I can’t be sure just when mum and dad used the P.H.C. Kindergarten, but it will have been sometime in the late 1950s.*

The cost of childcare, circa 1959
We lived on Lausanne Road and my four sisters were all born in quick succession from 1955 through to 1959, and we left Peckham in the spring of 1964.

So, the window will have been short, if that is they ever did use the place.

I have no memory of it, and at one point our Stella and Elizabeth spent afternoons at the nursery in the Peckham Heath Centre on St Mary’s Road.

This I know because it was my job to collect them after school, an onerous task, partly because it deprived me of hanging around with friends  in the playground of Edmund Waller, and also because I had to push the double pram home.

A chore which culminated in me forgetting one day and getting stick from mum

All of which is an introduction to a flier for the “P.H.C. KINDERGARTEN”, which operated from Norfolk House on Queens Road.

It is a fascinating little document, which details the fees charged, the requirements expected of parents, as well as the children, who “must be between the ages of 2½ and 5 years….. the Kindergarten runs from Monday to Friday each week starting at 9.30 a.m. until 12.30 p.m. [and] the cost is 5/6 per week or 6/6 for two children, [which] must be paid each Monday morning, or by the term if preferred. 

Where a child is absent for a complete week fees will be reduced to 3/- per week (4/-)".  

Our Stella, Elizabeth and Jill, circa 1962
An additional charge of "3d per week for Biscuits. Plimsoles or soft shoes must be won, parents are welcome to participate in the kindergarten, and infectious illness must be notified”.

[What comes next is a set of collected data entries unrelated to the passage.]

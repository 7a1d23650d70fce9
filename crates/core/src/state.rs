//! Deployment execution state: interactions, broadcast records, and the
//! per-future state machine the engine drives.

use alloy::primitives::{Address, Bytes, B256, U256};
use anyhow::{anyhow, Result};
use deploykit_chain::NetworkFees;
use serde::{Deserialize, Serialize};
use smallvec::SmallVec;
use std::collections::BTreeMap;

use crate::module::FutureKind;
use crate::nonce_sync::NonceSyncEvent;

/// One broadcast attempt for an on-chain interaction. Immutable once
/// created.
#[derive(Debug, Clone, Copy, PartialEq, Eq, Serialize, Deserialize)]
pub struct TransactionRecord {
    pub hash: B256,
    pub fees: NetworkFees,
}

/// A logical on-chain action whose identity persists across broadcast
/// attempts.
///
/// Invariants: every record in `transactions` was sent at the same nonce,
/// and each record's fees are strictly higher than its predecessor's.
#[derive(Debug, Clone, PartialEq, Eq, Serialize, Deserialize)]
pub struct OnchainInteraction {
    /// Unique within one execution state.
    pub id: u64,
    pub from: Address,
    /// `None` means contract creation.
    pub to: Option<Address>,
    pub data: Bytes,
    pub value: U256,
    /// Set by the first send attempt, immutable afterwards.
    pub nonce: Option<u64>,
    /// One record per (re)send.
    pub transactions: SmallVec<[TransactionRecord; 1]>,
}

impl OnchainInteraction {
    pub fn new(id: u64, from: Address, to: Option<Address>, data: Bytes, value: U256) -> Self {
        Self {
            id,
            from,
            to,
            data,
            value,
            nonce: None,
            transactions: SmallVec::new(),
        }
    }

    /// Fees of the latest broadcast attempt, if any.
    pub fn last_fees(&self) -> Option<&NetworkFees> {
        self.transactions.last().map(|record| &record.fees)
    }

    /// Hashes of every broadcast attempt.
    pub fn transaction_hashes(&self) -> Vec<B256> {
        self.transactions.iter().map(|record| record.hash).collect()
    }
}

/// Lifecycle of one execution state.
#[derive(Debug, Clone, Copy, PartialEq, Eq, Serialize, Deserialize)]
#[serde(rename_all = "kebab-case")]
pub enum ExecutionStatus {
    Started,
    Running,
    Success,
    TimedOut,
    Failed,
}

/// Per-future execution record.
#[derive(Debug, Clone, PartialEq, Eq, Serialize, Deserialize)]
pub struct ExecutionState {
    /// Matches the id of the future this state executes.
    pub id: String,
    pub kind: FutureKind,
    pub status: ExecutionStatus,
    pub from: Address,
    /// Interactions in creation order; the last one is the one still
    /// being driven.
    pub interactions: Vec<OnchainInteraction>,
}

impl ExecutionState {
    pub fn new(id: impl Into<String>, kind: FutureKind, from: Address) -> Self {
        Self {
            id: id.into(),
            kind,
            status: ExecutionStatus::Started,
            from,
            interactions: Vec::new(),
        }
    }

    /// The interaction still being driven to completion, if any.
    pub fn pending_interaction(&self) -> Option<&OnchainInteraction> {
        if self.status == ExecutionStatus::Success {
            return None;
        }
        self.interactions.last()
    }

    pub fn interaction_mut(&mut self, id: u64) -> Option<&mut OnchainInteraction> {
        self.interactions
            .iter_mut()
            .find(|interaction| interaction.id == id)
    }
}

/// All execution states of one deployment, keyed by future id.
#[derive(Debug, Clone, Default, PartialEq, Eq, Serialize, Deserialize)]
pub struct DeploymentState {
    states: BTreeMap<String, ExecutionState>,
}

impl DeploymentState {
    pub fn new() -> Self {
        Self::default()
    }

    pub fn insert(&mut self, state: ExecutionState) {
        self.states.insert(state.id.clone(), state);
    }

    pub fn get(&self, id: &str) -> Option<&ExecutionState> {
        self.states.get(id)
    }

    pub fn get_mut(&mut self, id: &str) -> Option<&mut ExecutionState> {
        self.states.get_mut(id)
    }

    pub fn contains(&self, id: &str) -> bool {
        self.states.contains_key(id)
    }

    pub fn iter(&self) -> impl Iterator<Item = &ExecutionState> {
        self.states.values()
    }

    pub fn len(&self) -> usize {
        self.states.len()
    }

    pub fn is_empty(&self) -> bool {
        self.states.is_empty()
    }

    /// Apply a sync event.
    ///
    /// A dropped interaction keeps its nonce and loses its broadcast
    /// records; the pipeline resends it at the same nonce. A replaced
    /// interaction is removed wholesale; the planner allocates a fresh one
    /// with a new nonce.
    pub fn apply(&mut self, event: &NonceSyncEvent) -> Result<()> {
        match event {
            NonceSyncEvent::OnchainInteractionDropped {
                future_id,
                network_interaction_id,
            } => {
                let interaction = self
                    .interaction_for_event(future_id, *network_interaction_id)?
                    .ok_or_else(|| {
                        anyhow!(
                            "no interaction {network_interaction_id} in execution state '{future_id}'"
                        )
                    })?;
                interaction.transactions.clear();
            }
            NonceSyncEvent::OnchainInteractionReplacedByUser {
                future_id,
                network_interaction_id,
            } => {
                let state = self
                    .states
                    .get_mut(future_id)
                    .ok_or_else(|| anyhow!("unknown execution state '{future_id}'"))?;
                state
                    .interactions
                    .retain(|interaction| interaction.id != *network_interaction_id);
            }
        }
        Ok(())
    }

    fn interaction_for_event(
        &mut self,
        future_id: &str,
        interaction_id: u64,
    ) -> Result<Option<&mut OnchainInteraction>> {
        let state = self
            .states
            .get_mut(future_id)
            .ok_or_else(|| anyhow!("unknown execution state '{future_id}'"))?;
        Ok(state.interaction_mut(interaction_id))
    }
}

#[cfg(test)]
mod tests {
    use super::*;
    use alloy::primitives::{address, b256};

    const SENDER: Address = address!("1111111111111111111111111111111111111111");

    fn interaction_with_send(id: u64, nonce: u64) -> OnchainInteraction {
        let mut interaction =
            OnchainInteraction::new(id, SENDER, Some(Address::ZERO), Bytes::new(), U256::ZERO);
        interaction.nonce = Some(nonce);
        interaction.transactions.push(TransactionRecord {
            hash: b256!("00000000000000000000000000000000000000000000000000000000000000aa"),
            fees: NetworkFees::Legacy { gas_price: 10 },
        });
        interaction
    }

    #[test]
    fn test_pending_interaction_hidden_after_success() {
        let mut state =
            ExecutionState::new("m#c", FutureKind::ContractDeployment, SENDER);
        state.interactions.push(interaction_with_send(1, 5));
        assert!(state.pending_interaction().is_some());

        state.status = ExecutionStatus::Success;
        assert!(state.pending_interaction().is_none());
    }

    #[test]
    fn test_apply_dropped_clears_records_and_keeps_nonce() {
        let mut deployment = DeploymentState::new();
        let mut state = ExecutionState::new("m#c", FutureKind::ContractCall, SENDER);
        state.interactions.push(interaction_with_send(1, 5));
        deployment.insert(state);

        deployment
            .apply(&NonceSyncEvent::OnchainInteractionDropped {
                future_id: "m#c".into(),
                network_interaction_id: 1,
            })
            .unwrap();

        let interaction = &deployment.get("m#c").unwrap().interactions[0];
        assert_eq!(interaction.nonce, Some(5));
        assert!(interaction.transactions.is_empty());
    }

    #[test]
    fn test_apply_replaced_removes_interaction() {
        let mut deployment = DeploymentState::new();
        let mut state = ExecutionState::new("m#c", FutureKind::ContractCall, SENDER);
        state.interactions.push(interaction_with_send(1, 5));
        deployment.insert(state);

        deployment
            .apply(&NonceSyncEvent::OnchainInteractionReplacedByUser {
                future_id: "m#c".into(),
                network_interaction_id: 1,
            })
            .unwrap();

        assert!(deployment.get("m#c").unwrap().interactions.is_empty());
    }

    #[test]
    fn test_apply_to_unknown_state_is_an_error() {
        let mut deployment = DeploymentState::new();
        let result = deployment.apply(&NonceSyncEvent::OnchainInteractionDropped {
            future_id: "m#missing".into(),
            network_interaction_id: 1,
        });
        assert!(result.is_err());
    }
}
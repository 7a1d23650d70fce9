//! Chain interaction layer for the deployment engine.
//!
//! This crate provides:
//! - A typed JSON-RPC client abstraction over an Ethereum node
//! - Network fee models (Legacy and EIP-1559) and the replacement fee policy

mod fees;
mod rpc;

pub use fees::{next_fees, FeeError, NetworkFees};
pub use rpc::{
    BlockHeader, BlockTag, HttpRpcClient, RawCallResult, RpcClient, TransactionStatus,
};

And as you do I went looking for Norfolk House which is still there just two doors down from the corner of Lausanne Road.

It was there by 1872, and maybe before that, and in its 147 years it has been many things, from a residential property to a social club.

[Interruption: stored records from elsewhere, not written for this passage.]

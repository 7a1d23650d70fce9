//! Nonce reconciliation between local pending transactions and the chain.
//!
//! Between runs (and between steps) the engine must find out what became
//! of every transaction it sent: still in the mempool, mined, dropped, or
//! replaced by a transaction the user sent from the same account. The
//! answer decides whether a nonce can be resent, must be abandoned, or
//! whether the whole pass has to wait for confirmations.

use alloy::primitives::{Address, B256};
use deploykit_chain::{BlockTag, RpcClient};
use futures::future::try_join_all;
use serde::{Deserialize, Serialize};
use std::collections::BTreeMap;
use std::sync::Arc;
use tracing::{debug, info, trace};

use crate::error::ExecutionError;
use crate::module::PlannedFuture;
use crate::state::{DeploymentState, ExecutionStatus};

/// Reconciliation events. The caller applies them to the deployment state.
#[derive(Debug, Clone, PartialEq, Eq, Serialize, Deserialize)]
#[serde(tag = "event", rename_all = "kebab-case")]
pub enum NonceSyncEvent {
    /// Every transaction sent for this interaction vanished from the node
    /// and nothing else took its nonce. Resend at the same nonce.
    OnchainInteractionDropped {
        future_id: String,
        network_interaction_id: u64,
    },
    /// A transaction the engine did not send confirmed at this
    /// interaction's nonce. The nonce is lost; a fresh interaction is
    /// needed.
    OnchainInteractionReplacedByUser {
        future_id: String,
        network_interaction_id: u64,
    },
}

/// One locally tracked nonce of a sender.
struct TrackedNonce {
    nonce: u64,
    tx_hashes: Vec<B256>,
    future_id: String,
    interaction_id: u64,
}

/// Reconciles locally tracked nonces with node-observed transaction
/// counts.
pub struct NonceSyncEngine {
    rpc: Arc<dyn RpcClient>,
}

impl NonceSyncEngine {
    pub fn new(rpc: Arc<dyn RpcClient>) -> Self {
        Self { rpc }
    }

    /// Run one reconciliation pass.
    ///
    /// Senders are inspected concurrently, each against its own snapshot
    /// of `(latest block, safe count, pending count, latest count)`.
    /// Blocking errors abort the pass; the caller waits and re-runs.
    pub async fn sync(
        &self,
        state: &DeploymentState,
        futures: &[PlannedFuture],
        accounts: &[Address],
        default_sender: Address,
        required_confirmations: u64,
    ) -> Result<Vec<NonceSyncEvent>, ExecutionError> {
        let tracked = tracked_by_sender(state, futures, accounts, default_sender)?;
        debug!(
            senders = tracked.len(),
            required_confirmations, "starting nonce sync pass"
        );

        let passes: Vec<_> = tracked
            .iter()
            .map(|(sender, nonces)| self.sync_sender(*sender, nonces, required_confirmations))
            .collect();
        let events = try_join_all(passes).await?;
        Ok(events.into_iter().flatten().collect())
    }

    async fn sync_sender(
        &self,
        sender: Address,
        tracked: &[TrackedNonce],
        required_confirmations: u64,
    ) -> Result<Vec<NonceSyncEvent>, ExecutionError> {
        // One consistent snapshot per sender per pass.
        let block = self.rpc.get_latest_block().await?;
        let safe_block = (block.number + 1).checked_sub(required_confirmations);
        let safe_count = match safe_block {
            Some(number) => Some(
                self.rpc
                    .get_transaction_count(sender, BlockTag::Number(number))
                    .await?,
            ),
            None => None,
        };
        let pending_count = self
            .rpc
            .get_transaction_count(sender, BlockTag::Pending)
            .await?;
        let latest_count = self
            .rpc
            .get_transaction_count(sender, BlockTag::Latest)
            .await?;

        let has_unconfirmed = match safe_count {
            Some(safe_count) => safe_count != pending_count,
            None => pending_count > 0,
        };

        debug!(
            sender = %sender,
            block = block.number,
            ?safe_count,
            pending_count,
            latest_count,
            tracked = tracked.len(),
            "nonce sync snapshot"
        );

        if tracked.is_empty() {
            // Nothing of ours to reconcile, but outstanding user
            // transactions still gate our future nonce allocations.
            if has_unconfirmed {
                return Err(ExecutionError::WaitingForConfirmations {
                    sender,
                    required_confirmations,
                });
            }
            return Ok(Vec::new());
        }

        let mut events = Vec::new();
        for entry in tracked {
            if self.any_transaction_known(&entry.tx_hashes).await? {
                trace!(sender = %sender, nonce = entry.nonce, "interaction still live on the node");
                continue;
            }

            // Every transaction we sent at this nonce is gone from the
            // node. Decide between replaced and dropped.
            if latest_count > entry.nonce {
                // Something was mined at this nonce and it is not ours.
                if safe_count.is_some_and(|safe_count| safe_count > entry.nonce) {
                    info!(
                        sender = %sender,
                        nonce = entry.nonce,
                        future = %entry.future_id,
                        "interaction replaced by a confirmed user transaction"
                    );
                    events.push(NonceSyncEvent::OnchainInteractionReplacedByUser {
                        future_id: entry.future_id.clone(),
                        network_interaction_id: entry.interaction_id,
                    });
                } else {
                    return Err(ExecutionError::WaitingForNonce {
                        sender,
                        nonce: entry.nonce,
                        required_confirmations,
                    });
                }
            } else if pending_count > entry.nonce {
                // The user's replacement sits in the mempool, unconfirmed.
                return Err(ExecutionError::WaitingForNonce {
                    sender,
                    nonce: entry.nonce,
                    required_confirmations,
                });
            } else {
                info!(
                    sender = %sender,
                    nonce = entry.nonce,
                    future = %entry.future_id,
                    "interaction dropped from the mempool"
                );
                events.push(NonceSyncEvent::OnchainInteractionDropped {
                    future_id: entry.future_id.clone(),
                    network_interaction_id: entry.interaction_id,
                });
            }
        }

        // User transactions above our highest tracked nonce constrain the
        // nonces we will allocate next; wait until they are confirmed.
        if let Some(highest) = tracked.last() {
            if highest.nonce + 1 < pending_count && has_unconfirmed {
                return Err(ExecutionError::WaitingForNonce {
                    sender,
                    nonce: pending_count - 1,
                    required_confirmations,
                });
            }
        }

        Ok(events)
    }

    async fn any_transaction_known(&self, hashes: &[B256]) -> Result<bool, ExecutionError> {
        for hash in hashes {
            if self.rpc.get_transaction(*hash).await?.is_some() {
                return Ok(true);
            }
        }
        Ok(false)
    }
}

/// Build the per-sender lists of locally tracked nonces, sorted by nonce.
///
/// Also registers senders of futures the plan has not started yet: user
/// activity on those accounts blocks our future allocations just the same.
fn tracked_by_sender(
    state: &DeploymentState,
    futures: &[PlannedFuture],
    accounts: &[Address],
    default_sender: Address,
) -> Result<BTreeMap<Address, Vec<TrackedNonce>>, ExecutionError> {
    let mut tracked: BTreeMap<Address, Vec<TrackedNonce>> = BTreeMap::new();

    for exec in state.iter() {
        if !exec.kind.produces_onchain_transactions() {
            continue;
        }
        if exec.status == ExecutionStatus::Success {
            continue;
        }
        let Some(interaction) = exec.pending_interaction() else {
            continue;
        };
        let Some(nonce) = interaction.nonce else {
            continue;
        };
        let list = tracked.entry(exec.from).or_default();
        // A reserved nonce with no broadcast yet has nothing to
        // reconcile; the pipeline will (re)send it as-is.
        if interaction.transactions.is_empty() {
            continue;
        }
        list.push(TrackedNonce {
            nonce,
            tx_hashes: interaction.transaction_hashes(),
            future_id: exec.id.clone(),
            interaction_id: interaction.id,
        });
    }

    for future in futures {
        if state.contains(&future.id) {
            continue;
        }
        if let Some(sender) = future.resolve_sender(accounts, default_sender)? {
            tracked.entry(sender).or_default();
        }
    }

    for list in tracked.values_mut() {
        list.sort_by_key(|entry| entry.nonce);
    }
    Ok(tracked)
}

I know that just before the Great War, it was empty, and on the outbreak of the next world war, it was occupied by the Brown family.

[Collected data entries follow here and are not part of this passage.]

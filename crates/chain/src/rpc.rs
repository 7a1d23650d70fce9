//! Typed JSON-RPC client for deployment execution.
//! Uses Alloy providers for type-safe RPC interactions.

use alloy::eips::{BlockId, BlockNumberOrTag};
use alloy::primitives::{Address, Bytes, B256};
use alloy::providers::{Provider, ProviderBuilder};
use alloy::rpc::types::TransactionRequest;
use anyhow::{Context, Result};
use async_trait::async_trait;
use tracing::{debug, trace};

use crate::fees::NetworkFees;

/// Priority fee used when the node does not answer
/// `eth_maxPriorityFeePerGas` (1 gwei).
const DEFAULT_PRIORITY_FEE_WEI: u128 = 1_000_000_000;

/// Block tag for state queries.
#[derive(Debug, Clone, Copy, PartialEq, Eq, Hash)]
pub enum BlockTag {
    Latest,
    Pending,
    Number(u64),
}

impl From<BlockTag> for BlockId {
    fn from(tag: BlockTag) -> Self {
        match tag {
            BlockTag::Latest => BlockId::latest(),
            BlockTag::Pending => BlockId::pending(),
            BlockTag::Number(number) => BlockId::number(number),
        }
    }
}

/// Minimal view of the chain head.
#[derive(Debug, Clone, Copy)]
pub struct BlockHeader {
    /// Block number.
    pub number: u64,
    /// Base fee of the block, absent on pre-EIP-1559 chains.
    pub base_fee_per_gas: Option<u64>,
}

/// Result of an `eth_call` simulation.
///
/// Carries the raw return or revert payload; decoding is the caller's
/// responsibility.
#[derive(Debug, Clone, PartialEq, Eq)]
pub struct RawCallResult {
    /// Returned or reverted data.
    pub return_data: Bytes,
    /// Whether the call reverted.
    pub reverted: bool,
}

/// A transaction the node still knows about, in the mempool or mined.
#[derive(Debug, Clone, Copy)]
pub struct TransactionStatus {
    pub hash: B256,
    /// Block the transaction was mined in, if any.
    pub block_number: Option<u64>,
}

/// Thin, typed surface over a JSON-RPC endpoint.
///
/// Every method can fail with a transport-level error; callers treat those
/// as transient and retry at their own pace.
#[async_trait]
pub trait RpcClient: Send + Sync {
    /// Latest block header.
    async fn get_latest_block(&self) -> Result<BlockHeader>;

    /// Transaction count for `sender` at the given block tag.
    async fn get_transaction_count(&self, sender: Address, tag: BlockTag) -> Result<u64>;

    /// Look up a transaction by hash. `None` means the transaction is not
    /// currently known to this node's mempool or recent chain.
    async fn get_transaction(&self, hash: B256) -> Result<Option<TransactionStatus>>;

    /// Simulate `tx` against the state at `tag`.
    async fn call(&self, tx: &TransactionRequest, tag: BlockTag) -> Result<RawCallResult>;

    /// Estimate the gas limit for `tx`. Fails when the transaction would
    /// revert or funds are insufficient; the error message carries the
    /// node's diagnostic string.
    async fn estimate_gas(&self, tx: &TransactionRequest) -> Result<u64>;

    /// Fee recommendation in the market the node currently prefers.
    async fn get_network_fees(&self) -> Result<NetworkFees>;

    /// Broadcast `tx`. Signing is delegated to the node.
    async fn send_transaction(&self, tx: &TransactionRequest) -> Result<B256>;
}

/// `RpcClient` over an HTTP JSON-RPC endpoint.
#[derive(Debug, Clone)]
pub struct HttpRpcClient {
    url: String,
    priority_fee_fallback: u128,
}

impl HttpRpcClient {
    /// Create a client for the given endpoint URL.
    pub fn new(url: impl Into<String>) -> Self {
        Self {
            url: url.into(),
            priority_fee_fallback: DEFAULT_PRIORITY_FEE_WEI,
        }
    }

    /// Override the priority fee used when the node does not suggest one.
    pub fn with_priority_fee_fallback(mut self, wei: u128) -> Self {
        self.priority_fee_fallback = wei;
        self
    }

    /// Get the endpoint URL.
    pub fn url(&self) -> &str {
        &self.url
    }

    /// Verify the endpoint is reachable.
    pub async fn health_check(&self) -> Result<u64> {
        let block = self.get_latest_block().await?;
        debug!(block = block.number, "RPC health check passed");
        Ok(block.number)
    }
}

#[async_trait]
impl RpcClient for HttpRpcClient {
    async fn get_latest_block(&self) -> Result<BlockHeader> {
        let provider = ProviderBuilder::new().on_http(self.url.parse()?);
        let block = provider
            .get_block_by_number(BlockNumberOrTag::Latest)
            .await?
            .context("node returned no latest block")?;
        Ok(BlockHeader {
            number: block.header.number,
            base_fee_per_gas: block.header.base_fee_per_gas,
        })
    }

    async fn get_transaction_count(&self, sender: Address, tag: BlockTag) -> Result<u64> {
        let provider = ProviderBuilder::new().on_http(self.url.parse()?);
        let count = provider
            .get_transaction_count(sender)
            .block_id(tag.into())
            .await?;
        trace!(sender = %sender, ?tag, count, "fetched transaction count");
        Ok(count)
    }

    async fn get_transaction(&self, hash: B256) -> Result<Option<TransactionStatus>> {
        let provider = ProviderBuilder::new().on_http(self.url.parse()?);
        let tx = provider.get_transaction_by_hash(hash).await?;
        Ok(tx.map(|tx| TransactionStatus {
            hash,
            block_number: tx.block_number,
        }))
    }

    async fn call(&self, tx: &TransactionRequest, tag: BlockTag) -> Result<RawCallResult> {
        let provider = ProviderBuilder::new().on_http(self.url.parse()?);
        match provider.call(tx.clone()).block(tag.into()).await {
            Ok(return_data) => Ok(RawCallResult {
                return_data,
                reverted: false,
            }),
            Err(err) => {
                if let Some(payload) = err.as_error_resp() {
                    if let Some(return_data) = payload.as_revert_data() {
                        return Ok(RawCallResult {
                            return_data,
                            reverted: true,
                        });
                    }
                    if payload.message.contains("revert") {
                        return Ok(RawCallResult {
                            return_data: Bytes::new(),
                            reverted: true,
                        });
                    }
                }
                Err(err.into())
            }
        }
    }

    async fn estimate_gas(&self, tx: &TransactionRequest) -> Result<u64> {
        let provider = ProviderBuilder::new().on_http(self.url.parse()?);
        let gas = provider.estimate_gas(tx.clone()).await?;
        Ok(gas)
    }

    async fn get_network_fees(&self) -> Result<NetworkFees> {
        let provider = ProviderBuilder::new().on_http(self.url.parse()?);
        let block = provider
            .get_block_by_number(BlockNumberOrTag::Latest)
            .await?
            .context("node returned no latest block")?;

        match block.header.base_fee_per_gas {
            Some(base_fee) => {
                // The node advertises EIP-1559. Leave headroom for two full
                // base fee increases on top of the tip.
                let priority_fee = provider
                    .get_max_priority_fee_per_gas()
                    .await
                    .unwrap_or(self.priority_fee_fallback);
                let max_fee = 2 * base_fee as u128 + priority_fee;
                debug!(base_fee, priority_fee, max_fee, "EIP-1559 fee recommendation");
                Ok(NetworkFees::Eip1559 {
                    max_fee_per_gas: max_fee,
                    max_priority_fee_per_gas: priority_fee,
                })
            }
            None => {
                let gas_price = provider.get_gas_price().await?;
                debug!(gas_price, "legacy fee recommendation");
                Ok(NetworkFees::Legacy { gas_price })
            }
        }
    }

    async fn send_transaction(&self, tx: &TransactionRequest) -> Result<B256> {
        let provider = ProviderBuilder::new().on_http(self.url.parse()?);
        let pending = provider.send_transaction(tx.clone()).await?;
        let hash = *pending.tx_hash();
        debug!(hash = %hash, "transaction accepted by node");
        Ok(hash)
    }
}

#[cfg(test)]
mod tests {
    use super::*;

    #[test]
    fn test_block_tag_conversion() {
        assert_eq!(BlockId::from(BlockTag::Latest), BlockId::latest());
        assert_eq!(BlockId::from(BlockTag::Pending), BlockId::pending());
        assert_eq!(BlockId::from(BlockTag::Number(42)), BlockId::number(42));
    }

    #[tokio::test]
    #[ignore] // Requires network
    async fn test_latest_block_query() {
        let client = HttpRpcClient::new("https://eth.llamarpc.com");
        let block = client.get_latest_block().await.unwrap();
        assert!(block.number > 0);
    }
}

Mr. and Mrs. Brown recorded their occupations as "Stewards at the Conservative Club and their son was a compositor".

They already had some experience of running a club, having managed the Earl Cowper public house on Ipswich Road in Colchester, where they were pulling pints in 1911.

Just as now working in the licensing trade could be precarious and Mr. Brown described himself as “Publican and Hay Trusser”.

Norfolk House, 2022
There may well be people out there who also used the Kindergarten or will know just what happened to Norfolk House since the last war and when it became a social club.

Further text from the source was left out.